The Kubernetes YAML manifests deploy the same services in a production-like environment with better scalability, state management, and orchestration.

Folders and Files

2.1 `k8s/kafka`

deployment.yaml:
- Deploys Kafka as a StatefulSet.
- Ensures Kafka is stateful and persistent.
service.yaml:
- Exposes Kafka within the Kubernetes cluster for other services to connect.
configmap.yaml:
- Provides Kafka-specific configurations (e.g., retention policies).

2.2 `k8s/elasticsearch`

statefulset.yaml:
- Deploys Elasticsearch as a StatefulSet for persistent and reliable data storage.
service.yaml:
- Exposes Elasticsearch within the cluster.
configmap.yaml:
- Custom Elasticsearch settings for performance tuning.

2.3 `k8s/prometheus`

deployment.yaml:
- Deploys Prometheus to collect metrics from services.
configmap.yaml:
- Defines scraping rules (e.g., collecting metrics from Kafka and Elasticsearch).

2.4 `k8s/grafana`

deployment.yaml:
- Deploys Grafana to visualize metrics.
service.yaml:
- Exposes Grafana on a NodePort for external access.
configmap.yaml:
- Preconfigures Grafana with a Prometheus data source.

3. How They Work Together

Workflow

Data Flow:
- Logs or metrics are produced by applications (or Spark jobs) and sent to Kafka topics.
- Logstash consumes these logs from Kafka, processes them, and sends them to Elasticsearch for indexing.
- Prometheus scrapes metrics from services like Kafka, Spark, or a custom application.
Visualization:
- Kibana visualizes the logs stored in Elasticsearch.
- Grafana visualizes the metrics stored in Prometheus.

Key Integrations

Kafka ↔ Logstash ↔ Elasticsearch:
- Kafka acts as the message broker.
- Logstash bridges Kafka to Elasticsearch.
- Elasticsearch indexes the logs for querying via Kibana.
Prometheus ↔ Grafana:
- Prometheus collects metrics.
- Grafana queries Prometheus to create dashboards and alerts.

4. Summary of Responsibilities

Component	Responsibility	Port
Zookeeper	Manages Kafka coordination	`2181`
Kafka	Publishes and consumes messages	`9092`
Elasticsearch	Stores and indexes logs for querying	`9200`
Logstash	Processes logs and sends them to Elasticsearch	`5044`
Kibana	Visualizes logs in Elasticsearch	`5601`
Prometheus	Collects metrics from services	`9090`
Grafana	Visualizes metrics from Prometheus	`3000`
Spark Master	Orchestrates distributed Spark jobs	`8080`
Spark Worker	Processes distributed Spark jobs	`8081`

This setup provides a robust environment to test, deploy, and monitor distributed systems in a production-like environment.

5. Development and Production Configuration

The project includes separate configurations for development (dev) and production (prod) environments.

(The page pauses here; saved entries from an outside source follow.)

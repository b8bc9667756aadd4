// Copyright 2026 the Scrollstack Authors
// SPDX-License-Identifier: Apache-2.0 OR MIT

//! Transform resolution.
//!
//! [`resolve`] maps a [`StackLayout`] and a scroll offset to one
//! [`ResolvedItem`] per stacked item. It is a pure function; change detection
//! and writing happen in the [engine](crate::engine).
//!
//! Per item `i` of `n`:
//!
//! 1. `progress[i]`: position of the scroll offset in
//!    `[trigger_start, trigger_end]`, clamped to `[0, 1]`.
//! 2. Scale: see [`ScalePolicy`]. Always within `[min_scale, 1]`.
//! 3. Rotation: proportional to the same depth measure as the scale.
//! 4. Blur: `(top - i) * blur_amount` for every item below the topmost
//!    reached item `top`.
//! 5. Translation: `min(scroll, pin_end) - trigger_start`, floored at zero,
//!    for strategies that translate. Inside the pinned range this exactly
//!    cancels natural-flow drift; past `pin_end` it freezes, so the stack
//!    leaves the viewport as one unit.

use alloc::vec::Vec;

use kurbo::Affine;
#[cfg(not(feature = "std"))]
use kurbo::common::FloatFuncs as _;

use crate::config::{ScalePolicy, StackConfig};
use crate::layout::StackLayout;
use crate::strategy::PinningStrategy;

/// The visual state written to one item.
#[derive(Clone, Copy, Debug, PartialEq)]
pub struct ItemTransform {
    /// Vertical translation in pixels.
    pub translate_y: f64,
    /// Uniform scale.
    pub scale: f64,
    /// Rotation in degrees.
    pub rotation: f64,
    /// Blur radius in pixels.
    pub blur: f64,
}

impl ItemTransform {
    /// No translation, unit scale, no rotation, no blur.
    pub const IDENTITY: Self = Self {
        translate_y: 0.0,
        scale: 1.0,
        rotation: 0.0,
        blur: 0.0,
    };

    /// Rounds every component to the precision at which a change is visible:
    /// 0.1px translation, 0.001 scale, 0.1° rotation, 0.1px blur.
    #[must_use]
    pub fn quantized(self) -> Self {
        Self {
            translate_y: round_to(self.translate_y, 10.0),
            scale: round_to(self.scale, 1000.0),
            rotation: round_to(self.rotation, 10.0),
            blur: round_to(self.blur, 10.0),
        }
    }

    /// Whether the geometric part (translation, scale, rotation) differs.
    #[inline]
    #[must_use]
    pub fn geometry_differs(&self, other: &Self) -> bool {
        self.translate_y != other.translate_y
            || self.scale != other.scale
            || self.rotation != other.rotation
    }

    /// Whether the filter part differs.
    #[inline]
    #[must_use]
    pub fn filter_differs(&self, other: &Self) -> bool {
        self.blur != other.blur
    }

    /// The geometric part as a 2-D affine map: translate, then scale, then
    /// rotate, all about the transform origin.
    #[must_use]
    pub fn to_affine(&self) -> Affine {
        Affine::translate((0.0, self.translate_y))
            * Affine::scale(self.scale)
            * Affine::rotate(self.rotation.to_radians())
    }
}

impl Default for ItemTransform {
    fn default() -> Self {
        Self::IDENTITY
    }
}

/// The resolver's output for one item.
#[derive(Clone, Copy, Debug, PartialEq)]
pub struct ResolvedItem {
    /// The item's own scale progress in `[0, 1]`.
    pub progress: f64,
    /// Unquantized transform.
    pub transform: ItemTransform,
}

/// Resolves every item of `layout` at `scroll_offset`.
#[must_use]
pub fn resolve(
    layout: &StackLayout,
    config: &StackConfig,
    strategy: PinningStrategy,
    scroll_offset: f64,
) -> Vec<ResolvedItem> {
    let mut out = Vec::with_capacity(layout.len());
    resolve_into(layout, config, strategy, scroll_offset, &mut out);
    out
}

/// Like [`resolve`], but reuses a caller-provided buffer.
pub fn resolve_into(
    layout: &StackLayout,
    config: &StackConfig,
    strategy: PinningStrategy,
    scroll_offset: f64,
    out: &mut Vec<ResolvedItem>,
) {
    out.clear();
    let n = layout.len();
    if n == 0 {
        return;
    }
    let scroll = if scroll_offset.is_nan() {
        0.0
    } else {
        scroll_offset
    };

    let min_scale = config.min_scale();
    let item_scale = finite_or(config.item_scale, 0.0);
    let rotation_amount = finite_or(config.rotation_amount, 0.0);
    let blur_amount = finite_or(config.blur_amount, 0.0).max(0.0);

    // Topmost item whose pin position has been reached.
    let top = layout
        .items
        .iter()
        .rposition(|item| item.is_reached(scroll))
        .unwrap_or(0);

    // Progress of all items after `i`, accumulated from the end.
    let mut later_progress = 0.0;
    out.resize(
        n,
        ResolvedItem {
            progress: 0.0,
            transform: ItemTransform::IDENTITY,
        },
    );

    for (i, item) in layout.items.iter().enumerate().rev() {
        let progress = item.progress(scroll);

        let (scale, rotation) = match config.scale_policy {
            ScalePolicy::Cascading => {
                let reduction = later_progress * item_scale;
                let depth = if item_scale != 0.0 {
                    reduction / item_scale
                } else {
                    reduction
                };
                (1.0 - reduction, depth * rotation_amount)
            }
            ScalePolicy::PerIndex => {
                let target = (config.base_scale + i as f64 * item_scale).min(1.0);
                (
                    1.0 - progress * (1.0 - target),
                    i as f64 * rotation_amount * progress,
                )
            }
        };
        let scale = if scale.is_finite() {
            scale.clamp(min_scale, 1.0)
        } else {
            min_scale
        };

        let blur = if i < top {
            (top - i) as f64 * blur_amount
        } else {
            0.0
        };

        let translate_y = if strategy.translates() {
            (scroll.min(layout.pin_end) - item.trigger_start).max(0.0)
        } else {
            0.0
        };

        out[i] = ResolvedItem {
            progress,
            transform: ItemTransform {
                translate_y,
                scale,
                rotation: finite_or(rotation, 0.0),
                blur,
            },
        };
        later_progress += progress;
    }
}

/// Whether the last item is inside its pinned range.
///
/// Translating strategies carry the stack away past `pin_end`, so for them
/// the range is `[trigger_start, pin_end]`. Under native stickiness the
/// range is open-ended.
#[must_use]
pub fn stack_reached(layout: &StackLayout, strategy: PinningStrategy, scroll_offset: f64) -> bool {
    let scroll = if scroll_offset.is_nan() {
        0.0
    } else {
        scroll_offset
    };
    layout.last().is_some_and(|last| {
        last.is_reached(scroll) && (!strategy.translates() || scroll <= layout.pin_end)
    })
}

#[inline]
fn round_to(v: f64, factor: f64) -> f64 {
    (v * factor).round() / factor
}

#[inline]
fn finite_or(v: f64, fallback: f64) -> f64 {
    if v.is_finite() { v } else { fallback }
}
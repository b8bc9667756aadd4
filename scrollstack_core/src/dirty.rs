// Copyright 2026 the Scrollstack Authors
// SPDX-License-Identifier: Apache-2.0 OR MIT

//! Dirty-tracking channel constants.
//!
//! The engine records which items need a style write with
//! [`understory_dirty`], one channel per independently written property
//! group. Keys are item indices. There are no dependency edges: an item's
//! transform never invalidates another item, so every channel is local-only.
//!
//! # Consumption
//!
//! [`ScrollStack::update`](crate::engine::ScrollStack::update) marks items
//! whose quantized state changed, then drains both channels and writes only
//! the drained items. A re-measurement marks every item on both channels, so
//! the first update after it always writes.

use understory_dirty::Channel;

/// Translation, scale, or rotation changed.
pub const TRANSFORM: Channel = Channel::new(0);

/// Blur changed.
pub const FILTER: Channel = Channel::new(1);
// Copyright 2026 the Scrollstack Authors
// SPDX-License-Identifier: Apache-2.0 OR MIT

//! CSS value formatting.
//!
//! Kept free of DOM types so it can be tested natively.

use alloc::format;
use alloc::string::String;

use scrollstack_core::resolve::ItemTransform;

/// Formats the geometric part of `t` as a CSS `transform` value.
///
/// Produces `translate3d(0, Ypx, 0) scale(s) rotate(rdeg)`, omitting the
/// translation and rotation when they are zero. Scale is always present so
/// that every item has its own compositing transform.
#[must_use]
pub fn transform_css(t: &ItemTransform) -> String {
    let mut css = String::new();
    if t.translate_y != 0.0 {
        css.push_str(&format!("translate3d(0, {}px, 0) ", t.translate_y));
    }
    css.push_str(&format!("scale({})", t.scale));
    if t.rotation != 0.0 {
        css.push_str(&format!(" rotate({}deg)", t.rotation));
    }
    css
}

/// Formats a blur radius as a CSS `filter` value; empty when there is no
/// blur.
#[must_use]
pub fn filter_css(blur: f64) -> String {
    if blur > 0.0 {
        format!("blur({blur}px)")
    } else {
        String::new()
    }
}

/// Formats a pixel length.
#[must_use]
pub(crate) fn px(v: f64) -> String {
    format!("{v}px")
}
// Copyright 2026 the Scrollstack Authors
// SPDX-License-Identifier: Apache-2.0 OR MIT

//! Pinning strategies and strategy selection.
//!
//! Three ways of keeping an item at its sticky target are supported:
//!
//! - [`PinningStrategy::NativeSticky`]: the surface pins the item itself
//!   (CSS `position: sticky`). The resolver never writes a translation, so
//!   pinning costs nothing per frame and cannot lag behind scrolling.
//! - [`PinningStrategy::Transform`]: the resolver computes an explicit
//!   translation from the native scroll offset every frame.
//! - [`PinningStrategy::SmoothScroll`]: like `Transform`, but sampled from a
//!   smooth-scroll driver so the stack follows the same easing as the page.
//!
//! Which one to use is decided once, up front, by a [`StrategyPolicy`]
//! evaluated against the host's [`Capabilities`].

/// How items are held at their sticky target.
#[derive(Clone, Copy, Debug, Default, PartialEq, Eq, Hash)]
pub enum PinningStrategy {
    /// The surface's own sticky positioning pins the item.
    #[default]
    NativeSticky,
    /// Explicit per-frame translation from the native scroll offset.
    Transform,
    /// Explicit per-frame translation from a smooth-scroll driver's offset.
    SmoothScroll,
}

impl PinningStrategy {
    /// Whether the resolver must compute a translation for pinning.
    #[inline]
    #[must_use]
    pub const fn translates(self) -> bool {
        !matches!(self, Self::NativeSticky)
    }

    /// Whether a smooth-scroll driver's position is authoritative.
    #[inline]
    #[must_use]
    pub const fn uses_driver(self) -> bool {
        matches!(self, Self::SmoothScroll)
    }
}

/// What the host environment can do.
#[derive(Clone, Copy, Debug, PartialEq, Eq, Hash)]
pub struct Capabilities {
    /// The primary pointer is coarse (touch).
    pub coarse_pointer: bool,
    /// The surface supports native sticky positioning.
    pub sticky: bool,
    /// The host provides per-frame callbacks.
    pub animation_frames: bool,
}

impl Capabilities {
    /// A fully capable desktop host.
    pub const FULL: Self = Self {
        coarse_pointer: false,
        sticky: true,
        animation_frames: true,
    };
}

impl Default for Capabilities {
    fn default() -> Self {
        Self::FULL
    }
}

/// Chooses a [`PinningStrategy`] for a deployment.
#[derive(Clone, Copy, Debug, PartialEq, Eq, Hash)]
pub enum StrategyPolicy {
    /// Always the given strategy (subject to capability fallback).
    Fixed(PinningStrategy),
    /// Pick by input latency needs: `coarse` on touch devices, `fine`
    /// otherwise.
    ByPointer {
        /// Strategy for coarse (touch) pointers.
        coarse: PinningStrategy,
        /// Strategy for fine (mouse, trackpad) pointers.
        fine: PinningStrategy,
    },
}

impl StrategyPolicy {
    /// Touch input takes the lowest-latency path, wheel input follows the
    /// smooth-scroll driver.
    pub const LATENCY_AWARE: Self = Self::ByPointer {
        coarse: PinningStrategy::NativeSticky,
        fine: PinningStrategy::SmoothScroll,
    };

    /// Resolves the policy against `caps`.
    ///
    /// Returns `None` when the host cannot drive per-frame updates at all;
    /// the stack then stays in natural flow without pinning. A request for
    /// native sticky on a host without it falls back to
    /// [`PinningStrategy::Transform`].
    #[must_use]
    pub fn select(self, caps: Capabilities) -> Option<PinningStrategy> {
        if !caps.animation_frames {
            return None;
        }
        let wanted = match self {
            Self::Fixed(strategy) => strategy,
            Self::ByPointer { coarse, fine } => {
                if caps.coarse_pointer {
                    coarse
                } else {
                    fine
                }
            }
        };
        match wanted {
            PinningStrategy::NativeSticky if !caps.sticky => Some(PinningStrategy::Transform),
            other => Some(other),
        }
    }
}

impl Default for StrategyPolicy {
    fn default() -> Self {
        Self::Fixed(PinningStrategy::NativeSticky)
    }
}
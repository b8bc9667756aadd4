// Copyright 2026 the Scrollstack Authors
// SPDX-License-Identifier: Apache-2.0 OR MIT

//! Human-readable trace output.
//!
//! [`PrettyPrintSink`] implements [`TraceSink`] and writes one line per event
//! to a [`Write`](std::io::Write) destination (default: stderr).

use std::io::Write;

use scrollstack_core::trace::{
    CompletionEvent, MeasureEvent, ResolveEvent, TeardownEvent, TraceSink,
};

/// Writes human-readable trace lines to a [`Write`](std::io::Write) destination.
pub struct PrettyPrintSink<W: Write = Box<dyn Write>> {
    writer: W,
    /// Skip resolve events that wrote nothing.
    quiet_idle: bool,
}

impl<W: Write> std::fmt::Debug for PrettyPrintSink<W> {
    fn fmt(&self, f: &mut std::fmt::Formatter<'_>) -> std::fmt::Result {
        f.debug_struct("PrettyPrintSink")
            .field("quiet_idle", &self.quiet_idle)
            .finish_non_exhaustive()
    }
}

impl PrettyPrintSink {
    /// Creates a sink that writes to stderr.
    #[must_use]
    pub fn stderr() -> Self {
        Self::new(Box::new(std::io::stderr()))
    }

    /// Creates a sink that writes to a boxed writer.
    #[must_use]
    pub fn new(writer: Box<dyn Write>) -> Self {
        Self {
            writer,
            quiet_idle: false,
        }
    }
}

impl<W: Write> PrettyPrintSink<W> {
    /// Creates a sink that writes to the given destination.
    #[must_use]
    pub fn with_writer(writer: W) -> Self {
        Self {
            writer,
            quiet_idle: false,
        }
    }

    /// Omits resolve lines for frames in which nothing was written.
    #[must_use]
    pub fn quiet_idle(mut self, quiet: bool) -> Self {
        self.quiet_idle = quiet;
        self
    }

    /// Consumes the sink and returns the writer.
    pub fn into_writer(self) -> W {
        self.writer
    }
}

impl<W: Write> TraceSink for PrettyPrintSink<W> {
    fn on_measure(&mut self, e: &MeasureEvent) {
        let end = if e.has_sentinel { "sentinel" } else { "fallback" };
        let _ = writeln!(
            self.writer,
            "[measure] gen={} items={} vh={:.1} pin_end={:.1} ({end})",
            e.generation, e.items, e.viewport_height, e.pin_end,
        );
    }

    fn on_resolve(&mut self, e: &ResolveEvent) {
        if self.quiet_idle && e.transform_writes == 0 && e.filter_writes == 0 {
            return;
        }
        let _ = writeln!(
            self.writer,
            "[resolve] gen={} scroll={:.1} transforms={} filters={} skipped={}",
            e.generation, e.scroll_offset, e.transform_writes, e.filter_writes, e.skipped,
        );
    }

    fn on_completion(&mut self, e: &CompletionEvent) {
        let edge = if e.completed { "entered" } else { "left" };
        let _ = writeln!(
            self.writer,
            "[complete] {edge} at scroll={:.1}",
            e.scroll_offset,
        );
    }

    fn on_teardown(&mut self, e: &TeardownEvent) {
        let _ = writeln!(
            self.writer,
            "[teardown] items={} measured={}",
            e.items, e.was_measured,
        );
    }
}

These configurations are located in the config/ folder.

Development Configuration

Logstash (config/dev/logstash.conf):
- Reads logs from Kafka (logs-topic).
- Sends the processed logs to Elasticsearch (dev-logs-index).
Prometheus (config/dev/prometheus.yml):
- Scrapes metrics from services such as Kafka, Elasticsearch, and Spark.
- Targets:
  - Kafka: kafka:9092
  - Elasticsearch: elasticsearch:9200
  - Spark Master and Worker: spark-master:8080, spark-worker:8081.
Elasticsearch (config/dev/elasticsearch.yml):
- Configured as a single-node cluster named dev-elasticsearch-cluster.
- Accessible at http://elasticsearch:9200.

Production Configuration

Logstash (config/prod/logstash.conf):
- Reads logs from Kafka (prod-logs-topic).
- Sends the processed logs to Elasticsearch (prod-logs-index).
Prometheus (config/prod/prometheus.yml):
- Scrapes metrics from services such as Kafka, Elasticsearch, Spark, and custom application metrics.
- Targets:
  - Kafka: kafka:9092
  - Elasticsearch: elasticsearch:9200
  - Spark Master and Worker: spark-master:8080, spark-worker:8081
  - Custom App: app-service:8000.
Elasticsearch (config/prod/elasticsearch.yml):
- Configured as a production-grade cluster named prod-elasticsearch-cluster.
- Includes node naming and separate paths for data and logs:
  - Data path: /usr/share/elasticsearch/data
  - Logs path: /usr/share/elasticsearch/logs.

Key Differences Between Environments

Component	Development	Production
Logstash	Reads from `logs-topic` and writes to `dev-logs-index`	Reads from `prod-logs-topic` and writes to `prod-logs-index`
Prometheus	Scrapes basic services (Kafka, Elasticsearch, Spark)	Includes additional app metrics (`app-service:8000`)
Elasticsearch	Single-node setup, simple cluster name	Production-grade cluster with custom node naming and paths

These configurations ensure flexibility for development and scalability for production.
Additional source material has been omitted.